TPS6634 Background: Dasatinib 100 mg once daily (QD) is approved as first-line therapy for pts with newly diagnosed Ph+ CML-CP and those who are resistant or intolerant to prior therapy, including imatinib, based on demonstrated efficacy and tolerability. BMS-833923 (SMO antagonist), selectively blocks hedgehog (Hh) pathway signaling by binding to and antagonizing Smoothened (SMO), preventing downstream signaling and activation of target genes. In preclinical studies, SMO loss or inhibition reduces hematopoietic stem cell renewal, induces CML stem cell depletion, and inhibits imatinib-resistant CML cell growth (Dierks, Cancer Cell 2008; Zhao, Nature 2009). In pts with CML, Hh signaling genes (Sonic hedgehog, SMO, and Gli1) are significantly upregulated compared with control pts (Long, J Exp Clin Cancer Res 2011), suggesting that drug resistance and disease recurrence may be overcome by targeting the Hh signaling pathway.
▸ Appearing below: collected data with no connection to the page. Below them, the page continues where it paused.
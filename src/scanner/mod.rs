pub mod resolver;
pub mod walker;

use std::path::PathBuf;
use std::sync::Mutex;
use std::time::{Instant, SystemTime};

use anyhow::Result;
use indicatif::{ProgressBar, ProgressStyle};
use rayon::prelude::*;
use serde::{Deserialize, Serialize};

use crate::common::config::Config;
use crate::common::errors::SweepError;
use crate::common::runtime::{CancelToken, OpGate};
use crate::registry::{Category, CategoryKind, Group, RiskLevel};

use resolver::Resolver;
use walker::ScanFilters;

/// One file an analysis pass matched
#[derive(Debug, Clone, Serialize, Deserialize)]
pub struct FileEntry {
    pub path: PathBuf,
    pub size_bytes: u64,
    #[serde(skip)]
    pub modified: Option<SystemTime>,
}

/// Per-category analysis outcome
#[derive(Debug, Clone, Serialize, Deserialize)]
pub struct CategoryReport {
    pub id: String,
    pub name: String,
    pub group: Group,
    pub risk: RiskLevel,
    pub requires_admin: bool,
    pub kind: CategoryKind,
    pub size_bytes: u64,
    pub file_count: usize,
    /// Matched files, present when the caller asked for a preview
    pub files: Vec<FileEntry>,
    /// Directories under the category's roots, deepest paths last
    #[serde(skip)]
    pub directories: Vec<PathBuf>,
    pub errors: Vec<String>,
}

/// Full analysis pass output
#[derive(Debug, Default, Serialize, Deserialize)]
pub struct AnalyzeResults {
    pub reports: Vec<CategoryReport>,
    pub total_bytes: u64,
    pub total_files: usize,
    pub duration_secs: f64,
    pub cancelled: bool,
}

impl AnalyzeResults {
    pub fn recalculate(&mut self) {
        self.total_bytes = self.reports.iter().map(|r| r.size_bytes).sum();
        self.total_files = self.reports.iter().map(|r| r.file_count).sum();
    }
}

/// Analysis options beyond what the config carries
#[derive(Debug, Clone, Copy, Default)]
pub struct AnalyzeOptions {
    pub show_progress: bool,
    /// Keep per-file entries in the reports (preview mode)
    pub collect_files: bool,
}

/// Analyze the given categories: resolve each location template,
/// walk it with the configured filters, and aggregate sizes. Never
/// modifies the filesystem. Returns `SweepError::Busy` when another
/// pass already holds the gate.
pub fn run_analysis(
    categories: &[&Category],
    config: &Config,
    gate: &OpGate,
    cancel: &CancelToken,
    options: AnalyzeOptions,
) -> Result<AnalyzeResults, SweepError> {
    let _guard = gate.try_acquire().ok_or(SweepError::Busy)?;

    let start = Instant::now();
    let resolver = Resolver::from_env();
    let filters = ScanFilters::from_config(config);

    let pb = if options.show_progress {
        let pb = ProgressBar::new(categories.len() as u64);
        pb.set_style(
            ProgressStyle::default_bar()
                .template("{spinner:.cyan} [{bar:40.cyan/blue}] {pos}/{len} {msg}")
                .unwrap()
                .progress_chars("━━░"),
        );
        Some(pb)
    } else {
        None
    };
    let pb = Mutex::new(pb);

    let mut reports: Vec<CategoryReport> = categories
        .par_iter()
        .map(|category| {
            if let Some(pb) = pb.lock().unwrap().as_ref() {
                pb.set_message(category.name.clone());
            }
            let report = analyze_category(category, &resolver, &filters, cancel, options);
            if let Some(pb) = pb.lock().unwrap().as_ref() {
                pb.inc(1);
            }
            report
        })
        .collect();

    if let Some(pb) = pb.lock().unwrap().take() {
        pb.finish_and_clear();
    }

    reports.sort_by(|a, b| b.size_bytes.cmp(&a.size_bytes));

    let mut results = AnalyzeResults {
        reports,
        cancelled: cancel.is_cancelled(),
        ..Default::default()
    };
    results.recalculate();
    results.duration_secs = start.elapsed().as_secs_f64();
    Ok(results)
}

/// Analyze one category. Special-action categories (recycle bin, DNS
/// cache) have no enumerable size and report zero.
pub fn analyze_category(
    category: &Category,
    resolver: &Resolver,
    filters: &ScanFilters,
    cancel: &CancelToken,
    options: AnalyzeOptions,
) -> CategoryReport {
    let mut report = CategoryReport {
        id: category.id.clone(),
        name: category.name.clone(),
        group: category.group,
        risk: category.risk,
        requires_admin: category.requires_admin,
        kind: category.kind,
        size_bytes: 0,
        file_count: 0,
        files: Vec::new(),
        directories: Vec::new(),
        errors: Vec::new(),
    };

    if category.kind != CategoryKind::Files {
        return report;
    }

    for rule in &category.locations {
        if cancel.is_cancelled() {
            break;
        }
        let roots = resolver.resolve(&rule.path);
        if roots.is_empty() {
            continue;
        }
        let scan = walker::walk_location(&roots, rule, filters, cancel);
        report.size_bytes += scan.size_bytes;
        report.file_count += scan.file_count;
        report.errors.extend(scan.errors);
        report.directories.extend(scan.directories);
        if options.collect_files {
            report.files.extend(scan.files);
        }
    }

    if options.collect_files {
        report.files.sort_by(|a, b| b.size_bytes.cmp(&a.size_bytes));
    }
    report
}
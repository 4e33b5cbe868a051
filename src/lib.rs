//! # winsweep
//!
//! A category-driven disk cleanup utility.
//!
//! winsweep knows where the usual suspects keep their temp files and
//! caches — the system temp folders, browsers, chat apps, developer
//! package managers — and measures or removes them by category:
//!
//! - **Category Registry**: 40+ builtin locations, each tagged with a
//!   risk level and an admin-required flag, plus user-defined paths
//! - **Analyze Before Clean**: every pass is measured first; dry-run
//!   reports exactly what a real clean would remove
//! - **Safety-First**: protected-path refusal, read-only files skipped
//!   by default, age and exclusion filters applied everywhere
//! - **Secure Delete**: optional multi-pass overwrite before removal
//! - **CLI as Unix Citizen**: JSON output, pipe-friendly, cron-schedulable
//! - **100% Offline**: zero telemetry, no accounts, no cloud

pub mod cleaner;
pub mod cli;
pub mod common;
pub mod registry;
pub mod scanner;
Methods: CA180-363 is a phase 2 trial to assess dasatinib activity with or without SMO antagonist in pts with newly diagnosed Ph+ CML-CP. Pts receive dasatinib 100 mg QD for 12 months and are then randomized 1:1 to continuing dasatinib 100 mg QD with or without SMO antagonist up to 24 months, followed by dasatinib 100 mg QD alone until end of study (60 months). Randomization is stratified by Sokal score at diagnosis and major molecular response (MMR) at 12 months (yes/no). Eligible pts are aged ≥18 years, have an Eastern Cooperative Group (ECOG) performance status of 0-2, and previously untreated Ph+ CML-CP diagnosed within 6 months of enrollment. Primary endpoint (evaluated in pts who do not achieve MMR prior to randomization) is comparison of MMR rates for dasatinib alone vs dasatinib plus SMO antagonist. Other endpoints (evaluated in all pts) are complete molecular response, progression-free survival, event-free survival, transformation-free survival, and safety of the combination regimen. Recruitment started in September 2011 (14 pts enrolled to date); estimated primary completion date is November 2014. ClinicalTrials.gov ID: NCT01357655.